The Viking landers also discovered that at any location on Mars, the atmosphere’s surface pressure varies seasonally. The planet has frozen north and south poles, like on Earth. At the Martian poles in summer, the frozen carbon dioxide sublimates – transforming from a frozen solid to a gas – and then at the winter pole condenses back into a frozen solid.

That process, unique to Mars, affects the atmospheric pressure by changing how much carbon dioxide is in gas form instead of solid form over the planet’s surface.

Biology experiments

Each of the three Viking biology experiments brought a soil sample from the Martian surface into a sterilized test chamber and exposed the sample to a different nutrient under different atmospheric conditions.

Researchers wanted to find out whether the soil contained microorganisms, so they monitored how the atmosphere in the chamber changed.
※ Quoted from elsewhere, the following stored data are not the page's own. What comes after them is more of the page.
use crate::core::enrich::enrich_all;
use crate::core::{AggregateError, ChannelIdentifier, RankedVideo, Result, VideoSource};
use async_trait::async_trait;
use reqwest::Client;
use serde::de::DeserializeOwned;
use serde::Deserialize;
use tracing::{debug, info};

/// Client for the official YouTube Data API v3.
///
/// Every call needs an API key; without one the source fails with
/// [`AggregateError::MissingCredential`] before touching the network.
pub struct YouTubeApi {
    client: Client,
    base_url: String,
    api_key: Option<String>,
}

impl YouTubeApi {
    pub fn new(client: Client, base_url: impl Into<String>, api_key: Option<String>) -> Self {
        Self {
            client,
            base_url: base_url.into().trim_end_matches('/').to_string(),
            api_key,
        }
    }

    pub fn has_credential(&self) -> bool {
        self.api_key.is_some()
    }

    fn key(&self) -> Result<&str> {
        self.api_key
            .as_deref()
            .ok_or(AggregateError::MissingCredential)
    }

    pub(crate) async fn get_json<T: DeserializeOwned>(
        &self,
        endpoint: &str,
        params: &[(&str, &str)],
    ) -> Result<T> {
        let key = self.key()?;
        let url = format!("{}/{}", self.base_url, endpoint);
        debug!("YouTube API request: {} {:?}", endpoint, params);

        let response = self
            .client
            .get(&url)
            .query(params)
            .query(&[("key", key)])
            .send()
            .await?;

        let status = response.status();
        if !status.is_success() {
            let body = response.text().await.unwrap_or_default();
            return Err(AggregateError::upstream(
                Some(status.as_u16()),
                format!(
                    "YouTube API {} returned HTTP {}: {}",
                    endpoint,
                    status,
                    api_error_message(&body)
                ),
            ));
        }

        Ok(response.json::<T>().await?)
    }
}

/// Pull `error.message` out of a Data API error body, falling back to the raw text.
fn api_error_message(body: &str) -> String {
    serde_json::from_str::<serde_json::Value>(body)
        .ok()
        .and_then(|v| v.pointer("/error/message")?.as_str().map(str::to_string))
        .unwrap_or_else(|| body.chars().take(200).collect())
}

#[async_trait]
impl VideoSource for YouTubeApi {
    fn name(&self) -> &'static str {
        "youtube-data-api"
    }

    async fn fetch_channel_videos(
        &self,
        identifier: &ChannelIdentifier,
        max_videos: usize,
    ) -> Result<Vec<RankedVideo>> {
        self.key()?;

        let channel_id = self.resolve_channel(identifier).await?;
        let videos = self.list_videos(&channel_id, max_videos).await?;
        info!("Listed {} videos for channel {}", videos.len(), channel_id);

        let enriched = enrich_all(videos, |id| async move { self.video_stats(&id).await }).await;
        Ok(enriched.videos)
    }
}

// Wire types. Only the fields we read are declared.

#[derive(Debug, Deserialize)]
#[serde(rename_all = "camelCase")]
pub(crate) struct ListResponse<T> {
    #[serde(default = "Vec::new")]
    pub items: Vec<T>,
    pub next_page_token: Option<String>,
}

#[derive(Debug, Deserialize)]
pub(crate) struct SearchItem {
    pub id: SearchId,
    pub snippet: Option<Snippet>,
}

#[derive(Debug, Deserialize)]
#[serde(rename_all = "camelCase")]
pub(crate) struct SearchId {
    pub channel_id: Option<String>,
    pub video_id: Option<String>,
}

#[derive(Debug, Default, Deserialize)]
#[serde(rename_all = "camelCase")]
pub(crate) struct Snippet {
    #[serde(default)]
    pub title: String,
    pub custom_url: Option<String>,
}

#[derive(Debug, Deserialize)]
pub(crate) struct ChannelItem {
    pub id: String,
    pub snippet: Option<Snippet>,
}

#[derive(Debug, Deserialize)]
pub(crate) struct VideoItem {
    #[serde(default)]
    pub statistics: Statistics,
}

#[derive(Debug, Default, Deserialize)]
#[serde(rename_all = "camelCase")]
pub(crate) struct Statistics {
    pub view_count: Option<String>,
    pub like_count: Option<String>,
}
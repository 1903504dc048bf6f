// src/checker/mod.rs
// =============================================================================
// This module contains the per-URL checking logic.
//
// Submodules:
// - url: canonicalizes URLs for set-membership comparisons
// - batch: the batched fetch scheduler (bounded-concurrency HTTP sweep)
// - classify: turns fetch outcomes into crawlability violations
// - links: extracts same-origin links from key pages
//
// This file (mod.rs) is the module root - it re-exports the public API so
// callers can write `checker::run_batched()` instead of reaching into the
// submodules.
// =============================================================================

mod batch;
mod classify;
mod links;
mod url;

pub use batch::run_batched;
pub use classify::{classify, Violation, ViolationKind};
pub use links::extract_same_origin_links;
// self:: disambiguates from the external `url` crate
pub use self::url::normalize;
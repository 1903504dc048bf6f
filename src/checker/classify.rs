// src/checker/classify.rs
// =============================================================================
// This module turns one FetchOutcome into zero or more Violations.
//
// Rules, in order:
// 1. Transport error -> Unreachable
// 2. Status >= 400 -> BadStatus, unless the page is allow-listed for
//    exactly 403 (a 500 on a 403-allowed page still fails)
// 3. Body containing a noindex robots directive -> UnexpectedNoIndex,
//    unless the page is allow-listed for noindex
// 4. Pages in the must-index set get zero tolerance: any bad status and
//    any noindex directive is a violation, allow-lists notwithstanding --
//    "must be indexable" overrides "allowed to be excluded". Such a page
//    can therefore yield two violations from one outcome.
//
// Everything discovered here is data, never an error: the sweep always
// runs to completion and reports what it found.
// =============================================================================

use serde::Serialize;

use crate::checker::batch::FetchOutcome;
use crate::config::ExceptionRegistry;

// The kinds of crawlability violations we can detect
#[derive(Debug, Clone, Copy, PartialEq, Eq, Serialize)]
#[serde(rename_all = "snake_case")]
pub enum ViolationKind {
    /// The URL never produced an HTTP response (timeout, DNS, refused)
    Unreachable,
    /// The URL answered with an unexpected 4xx/5xx status
    BadStatus,
    /// The page carries a noindex directive without being allow-listed
    UnexpectedNoIndex,
    /// A must-be-indexable page carries a noindex directive
    MissingRequiredIndex,
}

// One detected deviation from the site's crawlability rules
#[derive(Debug, Clone, Serialize)]
pub struct Violation {
    /// The URL the violation was detected on
    pub url: String,
    /// What kind of rule was broken
    pub kind: ViolationKind,
    /// Enough detail to act on without re-running the check
    pub detail: String,
}

impl Violation {
    pub fn new(url: &str, kind: ViolationKind, detail: String) -> Self {
        Violation {
            url: url.to_string(),
            kind,
            detail,
        }
    }
}

// Classifies a fetched page against the exception registry
//
// Returns zero, one, or (for a must-index page failing both ways) two
// violations for the outcome.
pub fn classify(outcome: &FetchOutcome, exceptions: &ExceptionRegistry) -> Vec<Violation> {
    let mut violations = Vec::new();

    if let Some(error) = &outcome.error {
        violations.push(Violation::new(
            &outcome.url,
            ViolationKind::Unreachable,
            error.clone(),
        ));
        return violations;
    }

    let must_index = exceptions.is_must_be_indexable(&outcome.url);

    if let Some(status) = outcome.status {
        if status >= 400 {
            // Only an exact 403 on a 403-allowed page passes, and never
            // on a must-index page
            let tolerated =
                !must_index && status == 403 && exceptions.is_status_403_allowed(&outcome.url);

            if !tolerated {
                let detail = if must_index {
                    format!("required page returned HTTP {}", status)
                } else {
                    format!("returned HTTP {}", status)
                };
                violations.push(Violation::new(&outcome.url, ViolationKind::BadStatus, detail));
            }

            // For ordinary pages an error status ends classification;
            // must-index pages additionally get the noindex inspection
            if !must_index {
                return violations;
            }
        }
    }

    if let Some(body) = &outcome.body {
        if has_noindex_directive(body) {
            if must_index {
                violations.push(Violation::new(
                    &outcome.url,
                    ViolationKind::MissingRequiredIndex,
                    "required page carries a noindex robots directive".to_string(),
                ));
            } else if !exceptions.is_noindex_allowed(&outcome.url) {
                violations.push(Violation::new(
                    &outcome.url,
                    ViolationKind::UnexpectedNoIndex,
                    "page carries a noindex robots directive".to_string(),
                ));
            }
        }
    }

    violations
}

// Detects a robots noindex directive in a page body
//
// A plain substring test for name="robots" co-occurring with "noindex"
// anywhere in the document. Deliberately not an HTML parse: a health
// check wants the cheap test the original SEO tooling used, and false
// positives surface as reviewable violations rather than silent passes.
pub fn has_noindex_directive(body: &str) -> bool {
    body.contains(r#"name="robots""#) && body.contains("noindex")
}
// src/main.rs
// =============================================================================
// This is the entry point of our CLI application.
//
// What happens here:
// 1. Parse command-line arguments using clap
// 2. Dispatch to the appropriate subcommand handler
// 3. Run the verification engine and print its report
// 4. Exit with proper code (0 = pass, 1 = violations found, 2 = error)
// =============================================================================

// Module declarations - tells Rust about our other source files
mod checker;       // src/checker/ - per-URL checking logic
mod cli;           // src/cli.rs - command-line parsing
mod config;        // src/config/ - site config and exception registry
mod engine;        // src/engine/ - full verification run
mod report;        // src/report/ - violation aggregation
mod sitemap;       // src/sitemap/ - sitemap fetch and parse

use clap::Parser;
use cli::{Cli, Commands};

use anyhow::Result;

#[tokio::main]
async fn main() {
    // Run our application logic and capture the exit code
    let exit_code = match run().await {
        Ok(code) => code,
        Err(e) => {
            // A fatal error: no sitemap, unreadable config, and the like
            eprintln!("Error: {:#}", e);
            2
        }
    };

    std::process::exit(exit_code);
}

// Returns:
//   Ok(0) = all checks passed
//   Ok(1) = violations found
//   Err   = the run could not be performed at all
async fn run() -> Result<i32> {
    let cli = Cli::parse();

    match cli.command {
        Commands::Check {
            config,
            json,
            batch_size,
            timeout_secs,
        } => {
            let mut site_config = config::load_config(&config)?;
            if let Some(batch_size) = batch_size {
                site_config.batch_size = batch_size;
            }
            if let Some(timeout_secs) = timeout_secs {
                site_config.timeout_secs = timeout_secs;
            }
            handle_check(&site_config, json).await
        }
        Commands::Sitemap { origin, seo_only } => handle_sitemap(&origin, seo_only).await,
    }
}

// Handles the 'check' subcommand: the full verification run
async fn handle_check(config: &config::SiteConfig, json: bool) -> Result<i32> {
    println!("🔍 Verifying site health: {}", config.origin);
    println!(
        "📊 batch size {}, timeout {}s, link sample cap {}",
        config.batch_size, config.timeout_secs, config.link_sample_cap
    );

    let report = engine::verify_site(config).await?;

    print_report(&report, json)?;

    if report.is_passing() {
        Ok(0)
    } else {
        Ok(1)
    }
}

// Handles the 'sitemap' subcommand: fetch and list sitemap URLs
//
// Handy for building the config's exception sets and key-page list.
async fn handle_sitemap(origin: &str, seo_only: bool) -> Result<i32> {
    let origin = origin.trim_end_matches('/');

    // A stalled sitemap endpoint must fail the command, not hang it
    let client = reqwest::Client::builder()
        .timeout(std::time::Duration::from_secs(10))
        .build()?;
    let xml = sitemap::fetch_sitemap(&client, origin).await?;
    let urls = sitemap::parse_sitemap(&xml);

    for url in &urls {
        if !seo_only || sitemap::is_seo_relevant(url) {
            println!("{}", url);
        }
    }

    eprintln!("📄 {} URL(s) listed", urls.len());
    Ok(0)
}

// Prints the report either as a table or as JSON
fn print_report(report: &report::Report, json: bool) -> Result<()> {
    if json {
        let json_output = serde_json::to_string_pretty(report)?;
        println!("{}", json_output);
    } else {
        print_table(report);
    }
    Ok(())
}

// Prints the report as a human-readable table in the terminal
fn print_table(report: &report::Report) {
    println!();

    if !report.violations.is_empty() {
        println!("{:<60} {:<24} {:<40}", "URL", "REASON", "DETAIL");
        println!("{}", "=".repeat(124));

        for violation in &report.violations {
            let url_display = truncate_url(&violation.url);

            println!(
                "{:<60} {:<24} {:<40}",
                url_display,
                report::kind_label(violation.kind),
                violation.detail
            );
        }

        println!();
    }

    println!("📊 Summary:");
    println!("   📋 Checked: {}", report.total_checked);
    if report.is_passing() {
        println!("   ✅ All checks passed");
    } else {
        println!("   ❌ Violations: {}", report.violations.len());
    }
}

// Truncates a URL for table display
//
// Counts characters, not bytes: slicing a multibyte URL at a fixed byte
// offset would panic on a char boundary and lose the whole report.
fn truncate_url(url: &str) -> String {
    if url.chars().count() > 57 {
        let truncated: String = url.chars().take(57).collect();
        format!("{}...", truncated)
    } else {
        url.to_string()
    }
}
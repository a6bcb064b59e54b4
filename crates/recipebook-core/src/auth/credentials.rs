use std::collections::HashMap;

use anyhow::{Context, Result};
use keyring::Entry;
use tracing::debug;

const SERVICE_NAME: &str = "recipebook";

/// Read access to named client-side credentials (cookies, in browser terms).
pub trait CredentialStore {
    fn get(&self, name: &str) -> Option<String>;
}

impl<S: CredentialStore + ?Sized> CredentialStore for &S {
    fn get(&self, name: &str) -> Option<String> {
        (**self).get(name)
    }
}

/// In-memory store, mostly for tests and embedding.
#[derive(Debug, Clone, Default)]
pub struct MemoryStore {
    values: HashMap<String, String>,
}

impl MemoryStore {
    pub fn new() -> Self {
        Self::default()
    }

    pub fn with(mut self, name: &str, value: &str) -> Self {
        self.set(name, value);
        self
    }

    pub fn set(&mut self, name: &str, value: &str) {
        self.values.insert(name.to_string(), value.to_string());
    }
}

impl CredentialStore for MemoryStore {
    fn get(&self, name: &str) -> Option<String> {
        self.values.get(name).cloned()
    }
}

/// Credentials kept in the OS keychain.
pub struct KeyringStore;

impl KeyringStore {
    /// Store a credential value in the OS keychain
    pub fn set(name: &str, value: &str) -> Result<()> {
        let entry = Entry::new(SERVICE_NAME, name)
            .context("Failed to create keyring entry")?;
        entry
            .set_password(value)
            .context("Failed to store credential in keychain")?;
        Ok(())
    }

    /// Delete a stored credential
    pub fn delete(name: &str) -> Result<()> {
        let entry = Entry::new(SERVICE_NAME, name)
            .context("Failed to create keyring entry")?;
        entry
            .delete_credential()
            .context("Failed to delete credential from keychain")?;
        Ok(())
    }
}

impl CredentialStore for KeyringStore {
    fn get(&self, name: &str) -> Option<String> {
        let entry = match Entry::new(SERVICE_NAME, name) {
            Ok(entry) => entry,
            Err(e) => {
                debug!(name, error = %e, "Keyring entry unavailable");
                return None;
            }
        };
        match entry.get_password() {
            Ok(value) => Some(value),
            Err(e) => {
                debug!(name, error = %e, "No credential in keychain");
                None
            }
        }
    }
}
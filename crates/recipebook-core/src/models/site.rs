//! Site-wide content managed in the CMS.

use serde::{Deserialize, Deserializer, Serialize};

#[derive(Debug, Clone, Default, PartialEq, Serialize, Deserialize)]
#[serde(rename_all = "camelCase")]
pub struct SiteSettings {
    #[serde(default)]
    pub title: Option<String>,
    #[serde(default)]
    pub description: Option<String>,
    #[serde(default)]
    pub logo: Option<Image>,
    #[serde(default, deserialize_with = "null_as_default")]
    pub header_links: Vec<HeaderLink>,
}

/// GROQ projections yield `null` for unset fields rather than omitting them.
fn null_as_default<'de, D, T>(deserializer: D) -> Result<T, D::Error>
where
    D: Deserializer<'de>,
    T: Default + Deserialize<'de>,
{
    Ok(Option::<T>::deserialize(deserializer)?.unwrap_or_default())
}

impl SiteSettings {
    pub fn title_or<'a>(&'a self, default: &'a str) -> &'a str {
        self.title.as_deref().filter(|t| !t.is_empty()).unwrap_or(default)
    }
}

#[derive(Debug, Clone, PartialEq, Serialize, Deserialize)]
pub struct HeaderLink {
    #[serde(default)]
    pub label: String,
    #[serde(default)]
    pub url: String,
}

/// CMS image field. Only the asset reference is kept.
#[derive(Debug, Clone, Default, PartialEq, Serialize, Deserialize)]
pub struct Image {
    #[serde(default)]
    pub asset: Option<AssetRef>,
    #[serde(default)]
    pub alt: Option<String>,
}

#[derive(Debug, Clone, PartialEq, Serialize, Deserialize)]
pub struct AssetRef {
    #[serde(rename = "_ref")]
    pub reference: String,
}

#[cfg(test)]
mod tests {
    use super::*;

    #[test]
    fn test_parse_site_settings() {
        let json = r#"{
            "title": "Recipebook",
            "description": "Eat well",
            "logo": {"_type": "image", "asset": {"_ref": "image-abc-200x200-png", "_type": "reference"}},
            "headerLinks": [{"label": "Recipes", "url": "/recipes"}]
        }"#;
        let settings: SiteSettings = serde_json::from_str(json).unwrap();
        assert_eq!(settings.title_or("x"), "Recipebook");
        assert_eq!(settings.header_links.len(), 1);
        assert_eq!(settings.header_links[0].url, "/recipes");
        assert_eq!(
            settings.logo.and_then(|l| l.asset).map(|a| a.reference).as_deref(),
            Some("image-abc-200x200-png")
        );
    }

    #[test]
    fn test_parse_empty_site_settings() {
        let settings: SiteSettings = serde_json::from_str("{}").unwrap();
        assert!(settings.header_links.is_empty());
        assert_eq!(settings.title_or("Recipebook"), "Recipebook");

        let json = r#"{"title": null, "description": null, "logo": null, "headerLinks": null}"#;
        let settings: SiteSettings = serde_json::from_str(json).unwrap();
        assert!(settings.header_links.is_empty());
        assert_eq!(settings.title_or("Recipebook"), "Recipebook");
    }
}
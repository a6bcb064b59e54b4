//! Application configuration management.
//!
//! Configuration is stored at `~/.config/recipebook/config.json`. Any field
//! missing from the file takes its default, and a handful of environment
//! variables override the file after it is read.

use std::path::PathBuf;

use anyhow::{Context, Result};
use serde::{Deserialize, Serialize};

use crate::api::client::DEFAULT_API_URL;
use crate::auth::{LOGIN_PATH, SESSION_COOKIE};
use crate::cms::{DEFAULT_DATASET, DEFAULT_PROJECT_ID};

/// Application name used for config/cache directory paths
pub const APP_NAME: &str = "recipebook";

/// Config file name
const CONFIG_FILE: &str = "config.json";

pub const ENV_API_URL: &str = "RECIPEBOOK_API_URL";
pub const ENV_CMS_PROJECT: &str = "RECIPEBOOK_CMS_PROJECT";
pub const ENV_CMS_DATASET: &str = "RECIPEBOOK_CMS_DATASET";

#[derive(Debug, Clone, PartialEq, Serialize, Deserialize)]
#[serde(default)]
pub struct Config {
    pub api_url: String,
    pub cms_project_id: String,
    pub cms_dataset: String,
    /// Route prefixes that require a valid session
    pub protected_paths: Vec<String>,
    pub login_path: String,
    pub cookie_name: String,
}

impl Default for Config {
    fn default() -> Self {
        Self {
            api_url: DEFAULT_API_URL.to_string(),
            cms_project_id: DEFAULT_PROJECT_ID.to_string(),
            cms_dataset: DEFAULT_DATASET.to_string(),
            protected_paths: vec!["/recipes".to_string()],
            login_path: LOGIN_PATH.to_string(),
            cookie_name: SESSION_COOKIE.to_string(),
        }
    }
}

impl Config {
    /// Load from the default location, then apply environment overrides
    pub fn load() -> Result<Self> {
        let mut config = Self::load_from(&Self::config_path()?)?;
        config.apply_overrides(|key| std::env::var(key).ok());
        Ok(config)
    }

    pub fn load_from(path: &std::path::Path) -> Result<Self> {
        if path.exists() {
            let contents = std::fs::read_to_string(path)
                .with_context(|| format!("Failed to read config file {}", path.display()))?;
            serde_json::from_str(&contents)
                .with_context(|| format!("Failed to parse config file {}", path.display()))
        } else {
            Ok(Self::default())
        }
    }

    pub fn save(&self) -> Result<()> {
        let path = Self::config_path()?;
        if let Some(parent) = path.parent() {
            std::fs::create_dir_all(parent)?;
        }
        let contents = serde_json::to_string_pretty(self)?;
        std::fs::write(path, contents)?;
        Ok(())
    }

    /// Apply overrides from a variable lookup (the process environment in practice)
    pub fn apply_overrides(&mut self, lookup: impl Fn(&str) -> Option<String>) {
        let non_empty = |key: &str| lookup(key).filter(|v| !v.trim().is_empty());
        if let Some(url) = non_empty(ENV_API_URL) {
            self.api_url = url;
        }
        if let Some(project) = non_empty(ENV_CMS_PROJECT) {
            self.cms_project_id = project;
        }
        if let Some(dataset) = non_empty(ENV_CMS_DATASET) {
            self.cms_dataset = dataset;
        }
    }

    fn config_path() -> Result<PathBuf> {
        let config_dir = dirs::config_dir()
            .ok_or_else(|| anyhow::anyhow!("Could not find config directory"))?;
        Ok(config_dir.join(APP_NAME).join(CONFIG_FILE))
    }

    pub fn cache_dir(&self) -> Result<PathBuf> {
        let cache_dir = dirs::cache_dir()
            .ok_or_else(|| anyhow::anyhow!("Could not find cache directory"))?;
        Ok(cache_dir.join(APP_NAME))
    }
}
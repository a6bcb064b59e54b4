//! REST client for the recipe backend.
//!
//! Recipe listings and details are served by the backend API. Requests carry
//! the session token as a bearer credential when one is available; the
//! backend is responsible for actually verifying it.

pub mod client;
pub mod error;

pub use client::ApiClient;
pub use error::ApiError;
//! API client for the recipe backend.
//!
//! This module provides the `ApiClient` struct for fetching recipe listings
//! and recipe details, with bearer authentication and rate-limit backoff.

use std::time::Duration;

use anyhow::{Context, Result};
use reqwest::{header, Client};
use serde::de::DeserializeOwned;
use tracing::{debug, warn};

use crate::models::{FullRecipe, Recipe};

use super::ApiError;

// ============================================================================
// Constants
// ============================================================================

/// Default base URL for the recipe backend
pub const DEFAULT_API_URL: &str = "http://localhost:4000";

/// HTTP request timeout in seconds.
pub(crate) const REQUEST_TIMEOUT_SECS: u64 = 30;

/// Maximum number of retries for rate-limited (429) requests.
const MAX_RATE_LIMIT_RETRIES: u32 = 3;

/// Initial backoff delay in milliseconds for rate limiting.
const INITIAL_BACKOFF_MS: u64 = 1000;

/// API client for the recipe backend.
/// Clone is cheap - reqwest::Client uses Arc internally for connection pooling.
#[derive(Clone)]
pub struct ApiClient {
    client: Client,
    base_url: String,
    token: Option<String>,
}

impl ApiClient {
    /// Create a new API client for the given base URL
    pub fn new(base_url: &str) -> Result<Self> {
        let client = Client::builder()
            .timeout(Duration::from_secs(REQUEST_TIMEOUT_SECS))
            .build()?;

        Ok(Self {
            client,
            base_url: base_url.trim_end_matches('/').to_string(),
            token: None,
        })
    }

    /// Create a new ApiClient with the given token, sharing the connection pool.
    pub fn with_token(&self, token: String) -> Self {
        Self {
            client: self.client.clone(),
            base_url: self.base_url.clone(),
            token: Some(token),
        }
    }

    fn url(&self, path: &str) -> String {
        format!("{}/{}", self.base_url, path.trim_start_matches('/'))
    }

    fn auth_headers(&self) -> Result<header::HeaderMap> {
        let mut headers = header::HeaderMap::new();
        headers.insert(
            header::ACCEPT,
            header::HeaderValue::from_static("application/json"),
        );
        if let Some(ref token) = self.token {
            headers.insert(
                header::AUTHORIZATION,
                header::HeaderValue::from_str(&format!("Bearer {}", token))
                    .context("Session token contains invalid header characters")?,
            );
        }
        Ok(headers)
    }

    /// Returns Ok(Some(response)) for success, Ok(None) for rate limit (should retry),
    /// or Err for other errors.
    async fn check_response_for_retry(response: reqwest::Response) -> Result<Option<reqwest::Response>> {
        if response.status().is_success() {
            Ok(Some(response))
        } else if response.status().as_u16() == 429 {
            Ok(None)
        } else {
            let status = response.status();
            let body = response.text().await.unwrap_or_default();
            Err(ApiError::from_status(status, &body).into())
        }
    }

    /// Check if response is successful, returning an error with body if not.
    pub(crate) async fn check_response(response: reqwest::Response) -> Result<reqwest::Response> {
        if response.status().is_success() {
            Ok(response)
        } else {
            let status = response.status();
            let body = response.text().await.unwrap_or_default();
            Err(ApiError::from_status(status, &body).into())
        }
    }

    async fn get<T: DeserializeOwned>(&self, url: &str) -> Result<T> {
        let mut retries = 0;
        let mut backoff_ms = INITIAL_BACKOFF_MS;

        loop {
            let response = self
                .client
                .get(url)
                .headers(self.auth_headers()?)
                .send()
                .await
                .map_err(ApiError::NetworkError)
                .with_context(|| format!("Failed to send GET request to {}", url))?;

            match Self::check_response_for_retry(response).await? {
                Some(response) => {
                    return response.json().await
                        .with_context(|| format!("Failed to parse JSON response from {}", url));
                }
                None => {
                    retries += 1;
                    if retries > MAX_RATE_LIMIT_RETRIES {
                        return Err(ApiError::RateLimited.into());
                    }
                    warn!(url = url, retry = retries, backoff_ms = backoff_ms, "Rate limited, backing off");
                    tokio::time::sleep(Duration::from_millis(backoff_ms)).await;
                    backoff_ms *= 2;
                }
            }
        }
    }

    // ===== Data Fetching Methods =====

    /// Fetch the recipe listing
    pub async fn fetch_recipes(&self) -> Result<Vec<Recipe>> {
        let recipes: Vec<Recipe> = self.get(&self.url("recipes")).await?;
        debug!("Fetched {} recipes", recipes.len());
        Ok(recipes)
    }

    /// Fetch a single recipe with instructions and ingredients
    pub async fn fetch_recipe(&self, recipe_id: i64) -> Result<FullRecipe> {
        self.get(&self.url(&format!("recipes/{}", recipe_id)))
            .await
            .with_context(|| format!("Failed to fetch recipe {}", recipe_id))
    }
}
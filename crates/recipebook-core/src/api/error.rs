use thiserror::Error;

#[derive(Error, Debug)]
pub enum ApiError {
    #[error("Access denied: {0}")]
    AccessDenied(String),

    #[error("Unauthorized - session may have expired")]
    Unauthorized,

    #[error("Resource not found: {0}")]
    NotFound(String),

    #[error("Rate limited - please wait before retrying")]
    RateLimited,

    #[error("Server error: {0}")]
    ServerError(String),

    #[error("Network error: {0}")]
    NetworkError(#[from] reqwest::Error),

    #[error("Invalid response: {0}")]
    InvalidResponse(String),
}

/// Maximum length for error response bodies in error messages
const MAX_ERROR_BODY_LENGTH: usize = 500;

impl ApiError {
    /// Truncate a response body to avoid logging excessive data
    fn truncate_body(body: &str) -> String {
        if body.len() <= MAX_ERROR_BODY_LENGTH {
            return body.to_string();
        }
        let mut end = MAX_ERROR_BODY_LENGTH;
        while !body.is_char_boundary(end) {
            end -= 1;
        }
        format!("{}... (truncated, {} total bytes)", &body[..end], body.len())
    }

    pub fn from_status(status: reqwest::StatusCode, body: &str) -> Self {
        let truncated = Self::truncate_body(body);
        match status.as_u16() {
            401 => ApiError::Unauthorized,
            403 => ApiError::AccessDenied(truncated),
            404 => ApiError::NotFound(truncated),
            429 => ApiError::RateLimited,
            500..=599 => ApiError::ServerError(truncated),
            _ => ApiError::InvalidResponse(format!("Status {}: {}", status, truncated)),
        }
    }

    /// Whether the failure means the session should be discarded
    pub fn is_auth_failure(&self) -> bool {
        matches!(self, ApiError::Unauthorized)
    }
}

#[cfg(test)]
mod tests {
    use super::*;
    use reqwest::StatusCode;

    #[test]
    fn test_from_status_mapping() {
        assert!(matches!(ApiError::from_status(StatusCode::UNAUTHORIZED, ""), ApiError::Unauthorized));
        assert!(matches!(ApiError::from_status(StatusCode::FORBIDDEN, "no"), ApiError::AccessDenied(b) if b == "no"));
        assert!(matches!(ApiError::from_status(StatusCode::NOT_FOUND, "gone"), ApiError::NotFound(_)));
        assert!(matches!(ApiError::from_status(StatusCode::TOO_MANY_REQUESTS, ""), ApiError::RateLimited));
        assert!(matches!(ApiError::from_status(StatusCode::BAD_GATEWAY, ""), ApiError::ServerError(_)));
        assert!(matches!(ApiError::from_status(StatusCode::IM_A_TEAPOT, ""), ApiError::InvalidResponse(_)));
    }

    #[test]
    fn test_truncate_body() {
        let long = "x".repeat(600);
        let truncated = ApiError::truncate_body(&long);
        assert!(truncated.starts_with(&"x".repeat(500)));
        assert!(truncated.ends_with("(truncated, 600 total bytes)"));

        // Never split a multi-byte character
        let accents = "é".repeat(300);
        let truncated = ApiError::truncate_body(&accents);
        assert!(truncated.starts_with(&"é".repeat(250)));
    }

    #[test]
    fn test_is_auth_failure() {
        assert!(ApiError::Unauthorized.is_auth_failure());
        assert!(!ApiError::RateLimited.is_auth_failure());
    }
}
Metabolic processes – like breathing – from organisms consuming the nutrient would change the chemical composition of the chamber’s atmosphere.

Depending on the experiment, the nutrient contained either carbon, carbon dioxide or carbon monoxide – all of which were radioactive. With radioactive samples, researchers could track the level of radioactivity in the chamber to see if metabolic reactions in the soil samples were raising or lowering it.

For all three experiments, the researchers could use radio commands to heat up the test chamber, which was still inside the Viking spacecraft on Mars. This would destroy any potential microorganisms in the soil and stop the production of any gases they were creating metabolically.

In the first experiment, called the carbon assimilation experiment or the pyrolytic release experiment, the researchers simulated the Martian atmosphere in one of Viking’s test chambers. They filled the chamber with gases such as carbon dioxide and carbon monoxide and made these gases radioactive to see how the atmosphere changed from interactions with the soil sample.

In the second experiment, The labeled release experiment, researchers directly injected the soil sample with a nutrient containing radioactive carbon. They monitored the experimental chamber for radioactive carbon dioxide and measured the level of radioactive carbon dioxide after injecting the soil samples. In this experiment, the investigators saw results that could have come from a biological source.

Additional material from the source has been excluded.